Игумения Параскева (Прокоп) |
Детство Юлиании проходило в то время, когда жители села Иза открыто заявили о своем выходе из унии. Венгерское правительство жестоко преследовало православных, организуя против них судебные процессы[1]. Крестьяне тайно собирались, читали церковные книги, молились. Один из таких молитвенных домов был у дяди Юлиании Максима Прокопа[2]. Инок Алексий (Дехтерев) – впоследствии архиепископ Виленский и Литовский– так описывал детство будущей подвижницы: «У него была племянница, восьмилетняя Иулиания Прокоп, очень серьезная и развитая не по летам. В эти свои младенческие годы она уже чуждалась игр, все более уединяясь и раздумывая над суетностью человеческой жизни. Решительно все замечали особенность этого ребенка, не знавшего общего всему детству веселья. Однако нельзя было сказать, чтобы Иулиания была замкнута, угрюма, неприветлива и несловоохотлива. Наоборот, она была резва и ласкова, любила общество, труд и беседу; она уединялась только от игр и пустой болтовни, от пересудов и злословия, от всего грубого и легкомысленного» [3].

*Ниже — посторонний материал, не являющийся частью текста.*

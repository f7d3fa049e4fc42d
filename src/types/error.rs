use thiserror::Error;

/// Errors that can occur when using the task sync channel.
///
/// The type is `Clone` so the most recent failure can be kept in observable
/// state (`TaskChannel::last_error`); transport and serde sources are
/// captured as rendered messages for that reason.
#[derive(Error, Debug, Clone, PartialEq)]
pub enum ChannelError {
    /// WebSocket transport error (handshake failed, socket closed, invalid frame)
    #[error("transport error: {0}")]
    Transport(String),

    /// JSON serialization/deserialization error
    #[error("serialization error: {0}")]
    Serialization(String),

    /// URL parsing error (malformed endpoint URL)
    #[error("URL parse error: {0}")]
    UrlParse(#[from] url::ParseError),

    /// Invalid construction-time configuration
    #[error("configuration error: {0}")]
    Config(String),

    /// Invalid subscribe/unsubscribe arguments
    #[error("subscription error: {0}")]
    Subscription(String),

    /// Attempted immediate transmission while no transport is available
    #[error("not connected")]
    NotConnected,

    /// Reconnection gave up after the configured number of attempts.
    /// Terminal for the current session; call `connect()` to resume.
    #[error("reconnection exhausted after {attempts} attempts")]
    ReconnectExhausted { attempts: u32 },
}

impl From<tokio_tungstenite::tungstenite::Error> for ChannelError {
    fn from(err: tokio_tungstenite::tungstenite::Error) -> Self {
        Self::Transport(err.to_string())
    }
}

impl From<serde_json::Error> for ChannelError {
    fn from(err: serde_json::Error) -> Self {
        Self::Serialization(err.to_string())
    }
}

/// Convenience type alias for `Result<T, ChannelError>`.
pub type Result<T> = std::result::Result<T, ChannelError>;
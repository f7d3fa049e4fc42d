pub mod constants;
pub mod error;

pub use constants::*;
pub use error::{ChannelError, Result};
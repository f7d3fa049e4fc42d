use std::time::Duration;

/// Exponential backoff policy for reconnection attempts.
///
/// Attempt counting starts at 1 for the first retry after a loss. Once the
/// count passes `max_attempts`, `next_delay` returns `None` and the caller
/// must stop scheduling attempts.
pub struct ReconnectPolicy {
    base_delay: Duration,
    multiplier: f64,
    max_delay: Option<Duration>,
    max_attempts: u32,
    attempts: u32,
}

impl ReconnectPolicy {
    pub fn new(
        base_delay: Duration,
        multiplier: f64,
        max_delay: Option<Duration>,
        max_attempts: u32,
    ) -> Self {
        Self {
            base_delay,
            multiplier,
            max_delay,
            max_attempts,
            attempts: 0,
        }
    }

    /// Delay before the next attempt, or `None` once attempts are exhausted.
    ///
    /// `delay(n) = min(base_delay * multiplier^(n-1), max_delay)`
    pub fn next_delay(&mut self) -> Option<Duration> {
        self.attempts += 1;
        if self.attempts > self.max_attempts {
            return None;
        }

        let factor = self.multiplier.powi(self.attempts as i32 - 1);
        let mut delay = self.base_delay.mul_f64(factor);
        if let Some(cap) = self.max_delay {
            delay = delay.min(cap);
        }
        Some(delay)
    }

    pub fn attempts(&self) -> u32 {
        self.attempts
    }

    pub fn max_attempts(&self) -> u32 {
        self.max_attempts
    }

    pub fn reset(&mut self) {
        self.attempts = 0;
    }
}

#[cfg(test)]
mod tests {
    use super::*;

    fn millis(ms: u64) -> Duration {
        Duration::from_millis(ms)
    }

    #[test]
    fn test_first_delay_is_base_delay() {
        let mut policy = ReconnectPolicy::new(millis(1_000), 2.0, None, 5);
        assert_eq!(policy.next_delay(), Some(millis(1_000)));
    }

    #[test]
    fn test_delays_grow_by_multiplier() {
        let mut policy = ReconnectPolicy::new(millis(1_000), 2.0, None, 5);
        assert_eq!(policy.next_delay(), Some(millis(1_000)));
        assert_eq!(policy.next_delay(), Some(millis(2_000)));
        assert_eq!(policy.next_delay(), Some(millis(4_000)));
    }

    #[test]
    fn test_cap_is_respected() {
        let mut policy = ReconnectPolicy::new(millis(1_000), 3.0, Some(millis(5_000)), 10);
        for _ in 0..10 {
            let delay = policy.next_delay().unwrap();
            assert!(delay <= millis(5_000));
        }
    }

    #[test]
    fn test_exhaustion_after_max_attempts() {
        let mut policy = ReconnectPolicy::new(millis(10), 1.0, None, 3);
        assert!(policy.next_delay().is_some());
        assert!(policy.next_delay().is_some());
        assert!(policy.next_delay().is_some());
        assert_eq!(policy.next_delay(), None);
        assert_eq!(policy.attempts(), 4);
    }

    #[test]
    fn test_reset_restarts_the_sequence() {
        let mut policy = ReconnectPolicy::new(millis(100), 2.0, None, 2);
        policy.next_delay();
        policy.next_delay();
        assert_eq!(policy.next_delay(), None);

        policy.reset();
        assert_eq!(policy.next_delay(), Some(millis(100)));
    }
}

Однажды она спросила своего дядю:
– Можно ли жить так, чтобы никогда не выходить замуж?
И дядя ответил восьмилетней девочке:
– Конечно, можно. Так жили великомученицы Екатерина, Варвара и Параскева…
Помолчав немного, она опять приступила к дяде:
– Но откуда же мне знать, как жили эти мученицы? Ведь я еще маленькая и читать не умею. И еще раз дядя открыл ей страничку духовного познания. Он сказал:
– Нужно обратиться к Богу с молитвенной просьбой о вразумлении[4].
С того времени Юлиания стала регулярно посещать все молитвенные собрания, которые тайно проводились в селе. В душе она поставила себе цель стать монахиней.
В 1908 году девочка окончила шесть классов народной школы[5]. Вокруг нее начинает формироваться небольшая группа молодежи, стремившейся к молитве и монашеским обетам. К 1911 году девичья община насчитывала 12 человек. Существует мнение, что девушки пытались выехать в Россию для поступления в один из монастырей, но были возвращены домой пограничниками.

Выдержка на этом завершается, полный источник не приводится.